Les interlocuteurs ont, du reste, entre eux des points communs: une humanité profonde, l’élévation naturelle de la pensée, l’aptitude à négliger les détails pour saisir dans ses grandes lignes et dans sa simplicité l’ensemble d’une situation, la pureté des mobiles, une énergie obstinée dans la poursuite d’un objectif clairement aperçu. De la République de Bonn, le chancelier a fait une démocratie autoritaire. N’est-ce pas ce que le général voudrait faire de notre cinquième République. L’un et l’autre aiment le Parlement plus qu’ils n’aiment les parlementaires; l’un et l’autre sont religieux, mais non pas cléricaux. Tous deux, surtout, ont les yeux ouverts; ils voient le communisme développer méthodiquement sa propagande, persévérer dans ses desseins, étendre partout ses tentacules; ils savent que la civilisation humaniste et chrétienne, la civilisation blanche d’Occident est exposée à des périls qui se resserrent sans cesse autour d’elle.
« Le noyau de toute organisation européenne, c’est l’accord de la France et de l’Allemagne. »
André François-Poncet
En face de ces dangers, le chancelier regrette que l’O.T.A.N. n’ait pas plus de consistance et ne se transforme pas en une véritable association politique. Selon lui, l’Europe, appuyée sur l’Amérique, prolongée par l’Afrique, doit se fédérer, unir ses forces, concerter son action, s’organiser; et le noyau de toute organisation européenne, le pivot de toute défense continentale, c’est l’accord de la France et de l’Allemagne. Les résidus de méfiance, de rancune ou de hargne doivent être patiemment, mais résolument éliminés. Les intérêts des deux peuples sont solidaires. Ce qui est mauvais pour l’un ne peut être bon pour l’autre. L’expérience du Marché commun le démontrera. Au-dessus des malentendus et des incidents de la vie quotidienne, la coopération, la confiance, l’amitié doivent régler, désormais, leurs rapports. C’est le mérité de Konrad Adenauer de l’avoir compris, de l’avoir voulu, de le vouloir et de ne s’être jamais laissé détourner par les déceptions et les déboires de la voie de la cicatrisation, de la réconciliation qu’il s’est tracée, en venant au pouvoir.
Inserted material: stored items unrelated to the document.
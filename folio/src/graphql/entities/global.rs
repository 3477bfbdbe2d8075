// SPDX-License-Identifier: AGPL-3.0-or-later

use log::debug;

use crate::collections::GlobalConfig;
use crate::errors::SchemaError;
use crate::graphql::builders::{
    build_mutation_input, build_object_type, build_policy_type, global_policy_operations,
    BuildContext,
};
use crate::graphql::constants::DATA_ARG;
use crate::graphql::entities::versions::register_global_versions;
use crate::graphql::entities::{draft_arg, GraphParts};
use crate::graphql::naming::format_name;
use crate::graphql::types::{GqlType, OutputField};
use crate::operations::{EntityRef, Operation};

/// Sanitized global with its resolved name.
#[derive(Debug, Clone)]
pub struct GlobalEntity {
    /// Sanitized configuration.
    pub config: GlobalConfig,

    /// Name of the document type and the read query.
    pub name: String,
}

impl GlobalEntity {
    /// Reference passed to the operation handler.
    pub fn entity_ref(&self) -> EntityRef {
        EntityRef::global(&self.config.slug)
    }
}

/// Derives all types and root operations of a global.
pub fn register_global(
    ctx: &BuildContext,
    parts: &mut GraphParts,
    global: &GlobalEntity,
) -> Result<(), SchemaError> {
    let config = &global.config;
    let name = &global.name;
    let entity = Some(global.entity_ref());

    debug!("Derive GraphQL schema of global '{}' as {}", config.slug, name);

    build_object_type(
        ctx,
        &mut parts.registry,
        name,
        &config.fields,
        vec![],
        config.drafts(),
    )?;

    let input = build_mutation_input(ctx, &mut parts.registry, name, &config.fields, false, vec![])?;

    parts.query.insert(
        OutputField::new(name, GqlType::named(name))
            .arguments(vec![draft_arg()])
            .arguments(ctx.read_locale_args())
            .operation(Operation::Find, entity.clone()),
    )?;

    let mut update = OutputField::new(&format!("update{name}"), GqlType::named(name));
    if let Some(input) = &input {
        update = update.argument(DATA_ARG, GqlType::named(input));
    }
    parts.mutation.insert(
        update
            .arguments(vec![draft_arg()])
            .arguments(ctx.write_locale_args())
            .operation(Operation::Update, entity.clone()),
    )?;

    let policy_operations = global_policy_operations(config);

    let doc_access = format!("{name}DocAccess");
    build_policy_type(&mut parts.registry, &doc_access, &policy_operations)?;
    parts.query.insert(
        OutputField::new(&format!("docAccess{name}"), GqlType::named(&doc_access))
            .operation(Operation::DocAccess, entity),
    )?;

    let access = format!("{name}Access");
    build_policy_type(&mut parts.registry, &access, &policy_operations)?;
    parts.policies.push((format_name(&config.slug), access));

    if config.versions.is_some() {
        register_global_versions(ctx, parts, global)?;
    }

    Ok(())
}
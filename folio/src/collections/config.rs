// SPDX-License-Identifier: AGPL-3.0-or-later

use serde::{Deserialize, Serialize};

use crate::fields::Field;

/// Named set of documents sharing one field tree.
#[derive(Debug, Clone, PartialEq, Serialize, Deserialize)]
pub struct CollectionConfig {
    /// Unique identifier of this collection.
    pub slug: String,

    /// Field tree of every document in this collection.
    #[serde(default)]
    pub fields: Vec<Field>,

    /// Enables login, session and account management operations.
    #[serde(default, skip_serializing_if = "Option::is_none")]
    pub auth: Option<AuthConfig>,

    /// Enables version history and optionally drafts.
    #[serde(default, skip_serializing_if = "Option::is_none")]
    pub versions: Option<VersionsConfig>,

    /// Adds `createdAt` and `updatedAt` fields, true by default.
    #[serde(default = "default_true")]
    pub timestamps: bool,

    /// GraphQL specific settings.
    #[serde(default, rename = "graphQL")]
    pub graphql: CollectionGraphQL,
}

impl CollectionConfig {
    /// Returns a collection with default settings.
    pub fn new(slug: &str, fields: Vec<Field>) -> Self {
        Self {
            slug: slug.to_string(),
            fields,
            auth: None,
            versions: None,
            timestamps: true,
            graphql: CollectionGraphQL::default(),
        }
    }

    /// Returns true if documents of this collection can be saved as incomplete drafts.
    pub fn drafts(&self) -> bool {
        self.versions
            .as_ref()
            .map(|versions| versions.drafts)
            .unwrap_or(false)
    }

    /// Returns true if users of this collection log in with email and password.
    pub fn local_strategy(&self) -> bool {
        self.auth
            .as_ref()
            .map(|auth| !auth.disable_local_strategy)
            .unwrap_or(false)
    }
}

/// Single document type, for example site settings or a navigation menu.
#[derive(Debug, Clone, PartialEq, Serialize, Deserialize)]
pub struct GlobalConfig {
    /// Unique identifier of this global.
    pub slug: String,

    /// Field tree of the document.
    #[serde(default)]
    pub fields: Vec<Field>,

    /// Enables version history and optionally drafts.
    #[serde(default, skip_serializing_if = "Option::is_none")]
    pub versions: Option<VersionsConfig>,

    /// GraphQL specific settings.
    #[serde(default, rename = "graphQL")]
    pub graphql: GlobalGraphQL,
}

impl GlobalConfig {
    /// Returns a global with default settings.
    pub fn new(slug: &str, fields: Vec<Field>) -> Self {
        Self {
            slug: slug.to_string(),
            fields,
            versions: None,
            graphql: GlobalGraphQL::default(),
        }
    }

    /// Returns true if the document can be saved as an incomplete draft.
    pub fn drafts(&self) -> bool {
        self.versions
            .as_ref()
            .map(|versions| versions.drafts)
            .unwrap_or(false)
    }
}

/// Authentication settings of a collection.
#[derive(Debug, Clone, PartialEq, Serialize, Deserialize)]
#[serde(default)]
pub struct AuthConfig {
    /// Turns off email and password based authentication.
    #[serde(rename = "disableLocalStrategy")]
    pub disable_local_strategy: bool,

    /// Failed login attempts before an account gets locked, zero disables locking.
    #[serde(rename = "maxLoginAttempts")]
    pub max_login_attempts: u32,

    /// Users need to verify their email address before logging in.
    pub verify: bool,
}

impl Default for AuthConfig {
    fn default() -> Self {
        Self {
            disable_local_strategy: false,
            max_login_attempts: 5,
            verify: false,
        }
    }
}

/// Versioning settings of a collection or global.
#[derive(Debug, Clone, Default, PartialEq, Serialize, Deserialize)]
#[serde(default)]
pub struct VersionsConfig {
    /// Documents can be saved as drafts which may miss required values.
    pub drafts: bool,

    /// Maximum number of versions kept per document, zero keeps all.
    #[serde(rename = "maxPerDoc")]
    pub max_per_doc: u32,
}

/// GraphQL settings of a collection.
#[derive(Debug, Clone, PartialEq, Serialize, Deserialize)]
#[serde(default)]
pub struct CollectionGraphQL {
    /// Exposes the collection on the GraphQL API, true by default.
    pub enabled: bool,

    /// Overrides the singular name derived from the slug.
    #[serde(rename = "singularName", skip_serializing_if = "Option::is_none")]
    pub singular_name: Option<String>,

    /// Overrides the plural name derived from the slug.
    #[serde(rename = "pluralName", skip_serializing_if = "Option::is_none")]
    pub plural_name: Option<String>,
}

impl Default for CollectionGraphQL {
    fn default() -> Self {
        Self {
            enabled: true,
            singular_name: None,
            plural_name: None,
        }
    }
}

/// GraphQL settings of a global.
#[derive(Debug, Clone, PartialEq, Serialize, Deserialize)]
#[serde(default)]
pub struct GlobalGraphQL {
    /// Exposes the global on the GraphQL API, true by default.
    pub enabled: bool,

    /// Overrides the name derived from the slug.
    #[serde(skip_serializing_if = "Option::is_none")]
    pub name: Option<String>,
}

impl Default for GlobalGraphQL {
    fn default() -> Self {
        Self {
            enabled: true,
            name: None,
        }
    }
}

fn default_true() -> bool {
    true
}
Il n’est pas concevable que Charles de Gaulle ne soit pas disposé à répondre aux sentiments, aux désirs, aux efforts de l’homme d’État qu’il recevra à Colombey et à marcher avec lui sur la même route, vers un même but.
Il n’y a pas, au surplus, à l’heure actuelle, de problème, de crise spécifiquement franco-allemande à résoudre. Il n’y a pas à attendre de la rencontre de Colombey de grandes décisions. Tout au plus y a-t-il, dans ce petit village de Lorraine, une atmosphère à réchauffer.
Je serais fort étonné si les vues des deux interlocuteurs sur le monde, leurs jugements sur les hommes ne concordaient pas. Qu’ils apprennent à se connaître et à s’apprécier mutuellement sera déjà un suffisant bienfait.
(1) L’Allemagne d’Adenauer, Flammarion 1958.